Yes, that’s it. It’s not important that today is the 13th and it is a Friday to boot (whatever that combination means), it is also the day of a strange food, hummus. Wait, hum… what? Yep, hummus, a strange Middle Eastern dip, actually. It’s okay if you haven’t even heard of it.
So, what is hummus? No big deal: it is a Middle Eastern dip, spread, or savoury dish made from cooked, mashed chickpeas blended with tahini, lemon juice, and garlic. Okay, tahini… What is that again? Tahini or tahina is a Middle Eastern condiment made from toasted ground hulled sesame. Get the point?
So, back to hummus. It is the standard garnish in the Middle East includes olive oil, a few whole chickpeas, parsley, and paprika. In Middle Eastern cuisine, it is usually eaten as a dip, with pita bread.

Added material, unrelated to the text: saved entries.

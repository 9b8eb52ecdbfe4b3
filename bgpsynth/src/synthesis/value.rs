// BgpSynth: Synthesizing BGP Route-Map Policies
// Copyright (C) 2021  Tibor Schneider
//
// This program is free software; you can redistribute it and/or modify
// it under the terms of the GNU General Public License as published by
// the Free Software Foundation; either version 2 of the License, or
// (at your option) any later version.
//
// This program is distributed in the hope that it will be useful,
// but WITHOUT ANY WARRANTY; without even the implied warranty of
// MERCHANTABILITY or FITNESS FOR A PARTICULAR PURPOSE.  See the
// GNU General Public License for more details.
//
// You should have received a copy of the GNU General Public License along
// with this program; if not, write to the Free Software Foundation, Inc.,
// 51 Franklin Street, Fifth Floor, Boston, MA 02110-1301 USA.

//! # Symbolic Values
//!
//! A [`Value`] is either a known constant or an unknown backed by a solver term. Both variants
//! carry a term, such that they can be combined freely. Combining values keeps track of
//! concreteness: a result is only concrete if it is fully determined by concrete operands. The
//! terms are never constant-folded, only the concreteness flag is propagated.

use super::context::SolverContext;
use super::domain::Domains;
use super::types::{DecodeError, DomainError};
use crate::smt::{ModelValue, Sort, Term};

use std::fmt;

/// Type which can be represented as a solver term.
pub trait SmtType: Clone + PartialEq + fmt::Debug + Sized {
    /// Sort of the type. Fails if the type ranges over an empty domain.
    fn sort(domains: &Domains) -> Result<Sort, DomainError>;

    /// Literal term of a concrete value. Fails if the value is not a member of its domain.
    fn literal(&self, domains: &Domains) -> Result<Term, DomainError>;

    /// Convert a model value back into the type.
    fn from_model(value: ModelValue, domains: &Domains) -> Option<Self>;
}

impl SmtType for bool {
    fn sort(_: &Domains) -> Result<Sort, DomainError> {
        Ok(Sort::Bool)
    }

    fn literal(&self, _: &Domains) -> Result<Term, DomainError> {
        Ok(Term::bool(*self))
    }

    fn from_model(value: ModelValue, _: &Domains) -> Option<Self> {
        match value {
            ModelValue::Bool(b) => Some(b),
            _ => None,
        }
    }
}

impl SmtType for i64 {
    fn sort(_: &Domains) -> Result<Sort, DomainError> {
        Ok(Sort::Int)
    }

    fn literal(&self, _: &Domains) -> Result<Term, DomainError> {
        Ok(Term::int(*self))
    }

    fn from_model(value: ModelValue, _: &Domains) -> Option<Self> {
        match value {
            ModelValue::Int(i) => Some(i),
            _ => None,
        }
    }
}

/// Symbolic value of type `T`
#[derive(Debug, Clone, PartialEq)]
pub enum Value<T> {
    /// The value is known
    Concrete {
        /// The known value
        value: T,
        /// Literal term of the value
        term: Term,
    },
    /// The value is decided by the solver
    Symbolic(Term),
}

/// Symbolic boolean
pub type BoolValue = Value<bool>;
/// Symbolic integer
pub type IntValue = Value<i64>;

impl<T: SmtType> Value<T> {
    pub(crate) fn from_parts(value: T, term: Term) -> Self {
        Self::Concrete { value, term }
    }

    pub(crate) fn symbolic(term: Term) -> Self {
        Self::Symbolic(term)
    }

    /// Returns true if the value is known without consulting the solver
    pub fn is_concrete(&self) -> bool {
        matches!(self, Self::Concrete { .. })
    }

    /// Returns the known value, or `None` if the value is symbolic.
    pub fn concrete(&self) -> Option<&T> {
        match self {
            Self::Concrete { value, .. } => Some(value),
            Self::Symbolic(_) => None,
        }
    }

    /// Solver term of the value
    pub fn term(&self) -> &Term {
        match self {
            Self::Concrete { term, .. } => term,
            Self::Symbolic(term) => term,
        }
    }

    /// Get the concrete value. Symbolic values are evaluated under the model bound to the
    /// context.
    pub fn get(&self, ctx: &SolverContext) -> Result<T, DecodeError> {
        match self {
            Self::Concrete { value, .. } => Ok(value.clone()),
            Self::Symbolic(term) => {
                let model = ctx.model().ok_or(DecodeError::NoModel)?;
                let value =
                    model.eval(term).ok_or_else(|| DecodeError::Unresolved(term.to_string()))?;
                T::from_model(value, ctx.domains()).ok_or(DecodeError::SortMismatch(value))
            }
        }
    }

    /// Symbolic equality. The result is concrete if both sides are concrete.
    pub fn equals(&self, other: &Self) -> BoolValue {
        let term = self.term().eq(other.term());
        match (self.concrete(), other.concrete()) {
            (Some(a), Some(b)) => Value::from_parts(a == b, term),
            _ => Value::symbolic(term),
        }
    }

    /// `if cond then then_ else else_`. A concrete condition selects the branch. If both branches
    /// are the same, the condition is dropped.
    pub fn ite(cond: &BoolValue, then_: &Self, else_: &Self) -> Self {
        match cond.concrete() {
            Some(true) => then_.clone(),
            Some(false) => else_.clone(),
            None if then_ == else_ => then_.clone(),
            None => Value::symbolic(Term::ite(cond.term(), then_.term(), else_.term())),
        }
    }
}

impl Value<bool> {
    /// Concrete boolean
    pub fn constant(value: bool) -> Self {
        Value::from_parts(value, Term::bool(value))
    }

    /// Conjunction. Concrete if all operands are concrete, or if any operand is concretely
    /// false.
    pub fn and(values: &[BoolValue]) -> BoolValue {
        let term = Term::and(values.iter().map(|v| v.term().clone()).collect());
        if values.iter().any(|v| v.concrete() == Some(&false)) {
            Value::from_parts(false, term)
        } else if values.iter().all(|v| v.is_concrete()) {
            Value::from_parts(true, term)
        } else {
            Value::symbolic(term)
        }
    }

    /// Disjunction. Concrete if all operands are concrete, or if any operand is concretely true.
    pub fn or(values: &[BoolValue]) -> BoolValue {
        let term = Term::or(values.iter().map(|v| v.term().clone()).collect());
        if values.iter().any(|v| v.concrete() == Some(&true)) {
            Value::from_parts(true, term)
        } else if values.iter().all(|v| v.is_concrete()) {
            Value::from_parts(false, term)
        } else {
            Value::symbolic(term)
        }
    }

    /// Negation
    pub fn not(&self) -> BoolValue {
        let term = self.term().not();
        match self.concrete() {
            Some(b) => Value::from_parts(!b, term),
            None => Value::symbolic(term),
        }
    }
}

impl Value<i64> {
    /// Concrete integer
    pub fn constant(value: i64) -> Self {
        Value::from_parts(value, Term::int(value))
    }

    fn compare<F>(&self, other: &Self, term: Term, cmp: F) -> BoolValue
    where
        F: Fn(i64, i64) -> bool,
    {
        match (self.concrete(), other.concrete()) {
            (Some(a), Some(b)) => Value::from_parts(cmp(*a, *b), term),
            _ => Value::symbolic(term),
        }
    }

    /// `self > other`
    pub fn gt(&self, other: &Self) -> BoolValue {
        self.compare(other, self.term().gt(other.term()), |a, b| a > b)
    }

    /// `self < other`
    pub fn lt(&self, other: &Self) -> BoolValue {
        self.compare(other, self.term().lt(other.term()), |a, b| a < b)
    }

    /// `self >= other`
    pub fn ge(&self, other: &Self) -> BoolValue {
        self.compare(other, self.term().ge(other.term()), |a, b| a >= b)
    }

    /// `self <= other`
    pub fn le(&self, other: &Self) -> BoolValue {
        self.compare(other, self.term().le(other.term()), |a, b| a <= b)
    }
}

impl<T: fmt::Display> fmt::Display for Value<T> {
    fn fmt(&self, f: &mut fmt::Formatter<'_>) -> fmt::Result {
        match self {
            Self::Concrete { value, .. } => write!(f, "{}", value),
            Self::Symbolic(term) => write!(f, "{}", term),
        }
    }
}
// BgpSynth: Synthesizing BGP Route-Map Policies
// Copyright (C) 2021  Tibor Schneider
//
// This program is free software; you can redistribute it and/or modify
// it under the terms of the GNU General Public License as published by
// the Free Software Foundation; either version 2 of the License, or
// (at your option) any later version.
//
// This program is distributed in the hope that it will be useful,
// but WITHOUT ANY WARRANTY; without even the implied warranty of
// MERCHANTABILITY or FITNESS FOR A PARTICULAR PURPOSE.  See the
// GNU General Public License for more details.
//
// You should have received a copy of the GNU General Public License along
// with this program; if not, write to the Free Software Foundation, Inc.,
// 51 Franklin Street, Fifth Floor, Boston, MA 02110-1301 USA.

//! # Solver Interface
//!
//! This module contains the boundary between the synthesis layer and the constraint solver. The
//! synthesis layer only ever produces [`Term`]s, declares variables with a [`Sort`], registers
//! named constraints and asks for a [`CheckResult`]. Any type implementing [`Solver`] can be used.
//!
//! Two backends exist:
//! - [`EnumerativeSolver`](enumerative::EnumerativeSolver): A dependency-free backtracking search,
//!   which is sufficient for the small problems of route-map synthesis and used in all tests.
//! - `Z3Solver`: Translation to the Z3 SMT solver, only available with the `z3` feature.

pub mod enumerative;
mod term;
#[cfg(feature = "z3")]
pub mod z3_backend;

pub use enumerative::EnumerativeSolver;
pub use term::{ModelValue, Sort, Term};
#[cfg(feature = "z3")]
pub use z3_backend::Z3Solver;

use std::collections::HashMap;

/// Assignment of values to the declared variables.
#[derive(Debug, Clone, Default, PartialEq)]
pub struct Model {
    values: HashMap<String, ModelValue>,
}

impl Model {
    /// Create an empty model
    pub fn new() -> Self {
        Self::default()
    }

    /// Set the value of a variable
    pub fn insert(&mut self, name: impl Into<String>, value: ModelValue) {
        self.values.insert(name.into(), value);
    }

    /// Get the value of a variable
    pub fn get(&self, name: &str) -> Option<ModelValue> {
        self.values.get(name).copied()
    }

    /// Evaluate a term under this model
    pub fn eval(&self, term: &Term) -> Option<ModelValue> {
        term.eval(&|name: &str| self.get(name))
    }

    /// Number of assigned variables
    pub fn len(&self) -> usize {
        self.values.len()
    }

    /// Returns true if no variable is assigned
    pub fn is_empty(&self) -> bool {
        self.values.is_empty()
    }
}

/// Result of a satisfiability check
#[derive(Debug, Clone, PartialEq)]
pub enum CheckResult {
    /// The constraints are satisfiable, and the model is a witness.
    Sat(Model),
    /// The constraints are unsatisfiable. The vector contains the names of the constraints which
    /// together are unsatisfiable (unsat core).
    Unsat(Vec<String>),
    /// The solver could not decide, with the reason.
    Unknown(String),
}

/// Constraint solver backend.
pub trait Solver {
    /// Error type of the backend
    type Error: std::error::Error;

    /// Declare a variable of the given sort.
    fn declare(&mut self, name: &str, sort: Sort) -> Result<(), Self::Error>;

    /// Register a named boolean constraint. The name is used to report unsat cores.
    fn register(&mut self, name: &str, constraint: &Term) -> Result<(), Self::Error>;

    /// Check all registered constraints.
    fn check(&mut self) -> Result<CheckResult, Self::Error>;
}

Every year, on May 13, hummus lovers unite to celebrate International Hummus Day. The day also spreads awareness for this delicious food that’s considered a cross-cultural phenomenon.
Hummus is an Arabic word that means chickpea. Despite the Arabic roots of hummus, some historians believe this food originated in Egypt. Still, other groups of people, including the Lebanese, Turks, Jews, and Syrians, have tried to take credit for inventing hummus.
Ben Lang, co-founder of Innovation Israel, along with his friend, Miriam Young, founded International Hummus Day in 2012. Inspiration for the day came from another kind of spread called Nutella. When they realized World Nutella Day celebrated the hazelnut spread, they thought hummus deserved its own day as well.
Additionally, people all over the world eat hummus because it’s free of many common food allergens, including gluten, nuts, and dairy.